Exercise description: Lines that contain "hero" are to be copied from the material, every one of them.

Provided entries:
'''

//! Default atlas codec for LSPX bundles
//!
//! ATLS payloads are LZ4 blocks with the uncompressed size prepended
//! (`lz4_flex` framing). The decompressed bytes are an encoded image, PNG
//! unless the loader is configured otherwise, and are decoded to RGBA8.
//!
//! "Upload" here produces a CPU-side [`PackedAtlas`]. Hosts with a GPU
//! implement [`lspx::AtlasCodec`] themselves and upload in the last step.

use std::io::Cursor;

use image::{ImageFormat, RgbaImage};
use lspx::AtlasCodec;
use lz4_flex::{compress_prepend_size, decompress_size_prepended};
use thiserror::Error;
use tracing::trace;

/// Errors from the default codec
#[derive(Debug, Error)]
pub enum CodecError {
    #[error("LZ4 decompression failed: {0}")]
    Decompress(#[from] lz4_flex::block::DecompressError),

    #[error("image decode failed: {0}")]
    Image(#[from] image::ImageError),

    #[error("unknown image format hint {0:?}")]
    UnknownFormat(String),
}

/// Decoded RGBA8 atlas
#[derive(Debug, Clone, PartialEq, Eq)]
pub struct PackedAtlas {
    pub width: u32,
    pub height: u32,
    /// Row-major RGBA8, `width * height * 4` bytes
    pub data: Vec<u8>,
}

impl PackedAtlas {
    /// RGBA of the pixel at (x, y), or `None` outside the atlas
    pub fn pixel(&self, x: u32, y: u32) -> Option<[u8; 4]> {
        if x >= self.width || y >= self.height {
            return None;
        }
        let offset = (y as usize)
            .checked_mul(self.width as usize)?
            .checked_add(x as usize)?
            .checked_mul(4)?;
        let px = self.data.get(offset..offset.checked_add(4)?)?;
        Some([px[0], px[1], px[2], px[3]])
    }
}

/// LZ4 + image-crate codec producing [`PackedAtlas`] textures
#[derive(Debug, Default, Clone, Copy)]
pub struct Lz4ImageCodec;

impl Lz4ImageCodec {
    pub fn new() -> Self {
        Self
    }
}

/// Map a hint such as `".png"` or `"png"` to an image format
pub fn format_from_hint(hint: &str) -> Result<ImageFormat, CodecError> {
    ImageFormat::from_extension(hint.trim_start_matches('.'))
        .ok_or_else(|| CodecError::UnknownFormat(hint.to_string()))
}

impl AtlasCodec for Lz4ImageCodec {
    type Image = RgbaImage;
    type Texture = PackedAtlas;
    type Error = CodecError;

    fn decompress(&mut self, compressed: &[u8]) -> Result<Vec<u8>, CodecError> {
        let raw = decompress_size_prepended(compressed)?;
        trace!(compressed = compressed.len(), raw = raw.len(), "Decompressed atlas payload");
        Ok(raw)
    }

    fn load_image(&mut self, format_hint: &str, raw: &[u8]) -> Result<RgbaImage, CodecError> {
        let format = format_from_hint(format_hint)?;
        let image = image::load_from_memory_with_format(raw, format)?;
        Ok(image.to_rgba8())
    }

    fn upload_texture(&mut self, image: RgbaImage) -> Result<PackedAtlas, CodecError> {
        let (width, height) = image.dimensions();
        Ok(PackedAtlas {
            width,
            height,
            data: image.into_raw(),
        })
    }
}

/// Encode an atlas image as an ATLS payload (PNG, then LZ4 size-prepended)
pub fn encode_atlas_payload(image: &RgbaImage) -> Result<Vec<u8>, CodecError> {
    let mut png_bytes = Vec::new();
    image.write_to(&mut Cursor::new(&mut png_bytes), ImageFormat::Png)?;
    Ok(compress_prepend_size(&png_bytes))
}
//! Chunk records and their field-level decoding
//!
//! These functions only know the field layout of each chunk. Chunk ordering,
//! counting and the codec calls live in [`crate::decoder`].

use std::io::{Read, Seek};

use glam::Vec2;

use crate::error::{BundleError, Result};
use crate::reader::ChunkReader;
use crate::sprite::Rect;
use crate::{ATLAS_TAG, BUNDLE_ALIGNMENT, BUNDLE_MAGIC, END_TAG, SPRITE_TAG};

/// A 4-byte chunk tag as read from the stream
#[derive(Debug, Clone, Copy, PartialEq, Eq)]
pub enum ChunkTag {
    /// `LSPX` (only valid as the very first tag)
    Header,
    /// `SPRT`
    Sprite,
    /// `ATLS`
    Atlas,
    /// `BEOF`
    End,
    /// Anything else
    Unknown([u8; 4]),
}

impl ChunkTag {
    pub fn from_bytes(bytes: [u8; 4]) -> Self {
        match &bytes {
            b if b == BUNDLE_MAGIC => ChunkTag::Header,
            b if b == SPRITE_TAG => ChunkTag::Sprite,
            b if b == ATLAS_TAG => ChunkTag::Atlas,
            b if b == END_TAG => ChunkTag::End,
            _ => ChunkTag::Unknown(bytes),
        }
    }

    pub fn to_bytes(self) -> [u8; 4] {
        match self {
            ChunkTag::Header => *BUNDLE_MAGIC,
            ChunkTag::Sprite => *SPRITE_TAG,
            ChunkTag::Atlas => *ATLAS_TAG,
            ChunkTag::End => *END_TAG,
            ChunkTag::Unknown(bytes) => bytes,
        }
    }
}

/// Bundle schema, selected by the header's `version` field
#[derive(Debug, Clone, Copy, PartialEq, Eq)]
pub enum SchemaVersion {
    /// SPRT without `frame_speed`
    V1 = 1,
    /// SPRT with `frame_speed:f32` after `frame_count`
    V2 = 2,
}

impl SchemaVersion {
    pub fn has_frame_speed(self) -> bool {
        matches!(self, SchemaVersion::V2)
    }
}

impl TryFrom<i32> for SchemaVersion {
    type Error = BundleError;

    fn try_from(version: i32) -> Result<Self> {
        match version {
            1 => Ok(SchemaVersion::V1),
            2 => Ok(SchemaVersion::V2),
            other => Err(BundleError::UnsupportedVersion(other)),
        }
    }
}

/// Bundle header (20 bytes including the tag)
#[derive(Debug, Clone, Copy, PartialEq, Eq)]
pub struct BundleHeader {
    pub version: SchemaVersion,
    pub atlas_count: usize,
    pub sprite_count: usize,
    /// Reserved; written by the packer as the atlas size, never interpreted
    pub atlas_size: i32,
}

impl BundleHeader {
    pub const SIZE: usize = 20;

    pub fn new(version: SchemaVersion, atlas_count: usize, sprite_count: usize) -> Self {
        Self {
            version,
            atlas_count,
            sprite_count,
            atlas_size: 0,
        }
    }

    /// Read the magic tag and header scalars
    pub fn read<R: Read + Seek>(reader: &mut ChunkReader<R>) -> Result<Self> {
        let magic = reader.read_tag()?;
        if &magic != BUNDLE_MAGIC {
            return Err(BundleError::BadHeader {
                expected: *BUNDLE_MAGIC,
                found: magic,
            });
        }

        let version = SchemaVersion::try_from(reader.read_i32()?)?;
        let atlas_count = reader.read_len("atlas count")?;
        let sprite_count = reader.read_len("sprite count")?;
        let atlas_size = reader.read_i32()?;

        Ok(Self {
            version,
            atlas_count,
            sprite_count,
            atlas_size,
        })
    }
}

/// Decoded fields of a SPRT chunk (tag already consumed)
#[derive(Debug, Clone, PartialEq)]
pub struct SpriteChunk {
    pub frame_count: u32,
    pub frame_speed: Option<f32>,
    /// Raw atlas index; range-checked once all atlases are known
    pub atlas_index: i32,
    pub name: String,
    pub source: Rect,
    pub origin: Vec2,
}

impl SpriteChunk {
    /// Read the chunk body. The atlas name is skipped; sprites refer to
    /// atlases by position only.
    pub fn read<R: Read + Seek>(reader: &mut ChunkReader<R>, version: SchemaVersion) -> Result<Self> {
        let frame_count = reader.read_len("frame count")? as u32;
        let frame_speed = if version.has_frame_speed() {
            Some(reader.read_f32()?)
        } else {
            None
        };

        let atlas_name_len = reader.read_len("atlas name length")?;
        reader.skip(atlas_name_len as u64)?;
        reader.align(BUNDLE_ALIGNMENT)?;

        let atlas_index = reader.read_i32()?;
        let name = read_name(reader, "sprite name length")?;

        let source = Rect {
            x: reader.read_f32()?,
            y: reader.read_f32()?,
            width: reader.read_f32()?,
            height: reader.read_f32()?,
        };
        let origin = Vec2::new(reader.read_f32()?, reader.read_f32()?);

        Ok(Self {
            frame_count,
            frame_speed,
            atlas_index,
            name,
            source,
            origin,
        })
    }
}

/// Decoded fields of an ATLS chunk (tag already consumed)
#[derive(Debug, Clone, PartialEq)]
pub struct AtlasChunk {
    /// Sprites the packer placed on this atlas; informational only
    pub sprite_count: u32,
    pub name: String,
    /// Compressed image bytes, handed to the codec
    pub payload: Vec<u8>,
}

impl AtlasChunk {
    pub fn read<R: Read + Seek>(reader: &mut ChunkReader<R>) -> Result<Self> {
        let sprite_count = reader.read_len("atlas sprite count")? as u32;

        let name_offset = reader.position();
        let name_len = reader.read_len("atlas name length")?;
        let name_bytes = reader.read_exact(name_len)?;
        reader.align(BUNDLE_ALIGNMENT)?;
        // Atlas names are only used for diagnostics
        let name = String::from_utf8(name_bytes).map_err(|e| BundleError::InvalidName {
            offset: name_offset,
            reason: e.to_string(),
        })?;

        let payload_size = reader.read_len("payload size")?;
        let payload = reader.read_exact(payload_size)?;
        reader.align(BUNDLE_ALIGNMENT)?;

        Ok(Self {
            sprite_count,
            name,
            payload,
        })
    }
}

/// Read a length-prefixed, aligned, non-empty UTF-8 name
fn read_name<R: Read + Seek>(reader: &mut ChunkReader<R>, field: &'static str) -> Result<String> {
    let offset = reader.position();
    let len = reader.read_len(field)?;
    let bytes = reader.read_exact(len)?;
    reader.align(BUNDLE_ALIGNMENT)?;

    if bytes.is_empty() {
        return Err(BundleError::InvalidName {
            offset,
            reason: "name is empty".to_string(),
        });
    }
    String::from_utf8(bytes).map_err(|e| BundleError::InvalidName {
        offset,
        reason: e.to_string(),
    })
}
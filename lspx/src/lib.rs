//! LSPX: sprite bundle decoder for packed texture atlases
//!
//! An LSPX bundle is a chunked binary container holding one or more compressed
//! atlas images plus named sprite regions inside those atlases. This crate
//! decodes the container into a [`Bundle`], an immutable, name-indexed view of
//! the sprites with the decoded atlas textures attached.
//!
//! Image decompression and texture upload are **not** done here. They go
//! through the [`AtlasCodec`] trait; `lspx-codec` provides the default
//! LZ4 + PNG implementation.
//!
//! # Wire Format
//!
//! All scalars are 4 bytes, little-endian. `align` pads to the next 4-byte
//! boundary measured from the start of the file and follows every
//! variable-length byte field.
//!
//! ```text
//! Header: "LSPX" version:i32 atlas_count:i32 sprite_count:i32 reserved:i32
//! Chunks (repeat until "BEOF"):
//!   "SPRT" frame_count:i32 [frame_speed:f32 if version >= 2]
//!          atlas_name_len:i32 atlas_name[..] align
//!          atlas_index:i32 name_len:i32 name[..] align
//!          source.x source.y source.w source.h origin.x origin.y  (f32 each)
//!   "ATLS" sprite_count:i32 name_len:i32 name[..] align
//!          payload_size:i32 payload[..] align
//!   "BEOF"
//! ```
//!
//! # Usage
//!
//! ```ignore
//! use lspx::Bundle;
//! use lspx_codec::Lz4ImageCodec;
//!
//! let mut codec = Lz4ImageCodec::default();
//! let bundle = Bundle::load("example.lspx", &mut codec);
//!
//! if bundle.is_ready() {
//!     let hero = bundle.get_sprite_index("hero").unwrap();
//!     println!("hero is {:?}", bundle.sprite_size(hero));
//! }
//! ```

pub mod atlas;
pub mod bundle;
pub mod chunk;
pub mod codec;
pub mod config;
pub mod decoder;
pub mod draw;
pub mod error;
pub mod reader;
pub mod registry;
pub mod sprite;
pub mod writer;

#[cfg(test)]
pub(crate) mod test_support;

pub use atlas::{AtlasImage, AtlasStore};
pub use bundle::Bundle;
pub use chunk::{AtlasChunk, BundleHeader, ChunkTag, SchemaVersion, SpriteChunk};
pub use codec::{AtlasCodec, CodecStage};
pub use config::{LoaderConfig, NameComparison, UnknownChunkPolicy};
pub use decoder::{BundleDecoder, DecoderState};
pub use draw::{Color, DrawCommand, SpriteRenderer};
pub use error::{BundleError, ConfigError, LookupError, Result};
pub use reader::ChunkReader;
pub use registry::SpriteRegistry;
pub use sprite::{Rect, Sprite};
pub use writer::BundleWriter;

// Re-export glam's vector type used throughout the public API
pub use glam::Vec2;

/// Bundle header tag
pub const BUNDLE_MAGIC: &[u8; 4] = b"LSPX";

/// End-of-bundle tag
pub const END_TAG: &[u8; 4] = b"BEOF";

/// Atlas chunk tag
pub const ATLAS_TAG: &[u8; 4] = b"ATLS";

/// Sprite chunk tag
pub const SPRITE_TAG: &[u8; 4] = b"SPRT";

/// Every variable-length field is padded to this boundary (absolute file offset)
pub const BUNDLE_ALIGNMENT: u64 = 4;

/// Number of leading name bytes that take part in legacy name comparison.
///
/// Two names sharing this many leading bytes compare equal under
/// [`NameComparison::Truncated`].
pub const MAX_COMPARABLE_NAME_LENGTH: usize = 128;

'''

Task output:
//!     let hero = bundle.get_sprite_index("hero").unwrap();
//!     println!("hero is {:?}", bundle.sprite_size(hero));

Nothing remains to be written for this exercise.